Task objective: Transcribe, without any alteration, only the lines that begin at the line containing "Per-key event order" and run to the last line below.

Raw data:
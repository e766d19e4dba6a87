//! Processing Pipeline Module
//!
//! The engine is a dataflow of stages; each path owns its stage chain and
//! is driven by one [`processing_loop`] over one source:
//!
//! ```text
//! CETP CSV    → validator → tripwire → backtrack ─→ evidence JSONL
//! factory CSV → validator → windowed stats → z-score → persistence
//!             → multivariate → attribution → ERI → alert router
//!                                                ─→ alerts JSONL
//! (rejects from both paths)                      ─→ quarantine JSONL
//! (metrics taps from both paths)                 ─→ metrics snapshot
//! ```
//!
//! Per-key event order is guaranteed by construction: one loop per source,
//! rows processed strictly sequentially. Shared state is limited to the
//! quarantine sink and the metrics hub, each behind its own mutex.

mod cetp;
mod factory;
mod metrics_hub;
pub mod processing_loop;

pub use cetp::CetpPipeline;
pub use factory::FactoryPipeline;
pub use metrics_hub::MetricsHub;
pub use processing_loop::{run as run_loop, StreamStage};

Task output:
//! Per-key event order is guaranteed by construction: one loop per source,
//! rows processed strictly sequentially. Shared state is limited to the
//! quarantine sink and the metrics hub, each behind its own mutex.

mod cetp;
mod factory;
mod metrics_hub;
pub mod processing_loop;

pub use cetp::CetpPipeline;
pub use factory::FactoryPipeline;
pub use metrics_hub::MetricsHub;
pub use processing_loop::{run as run_loop, StreamStage};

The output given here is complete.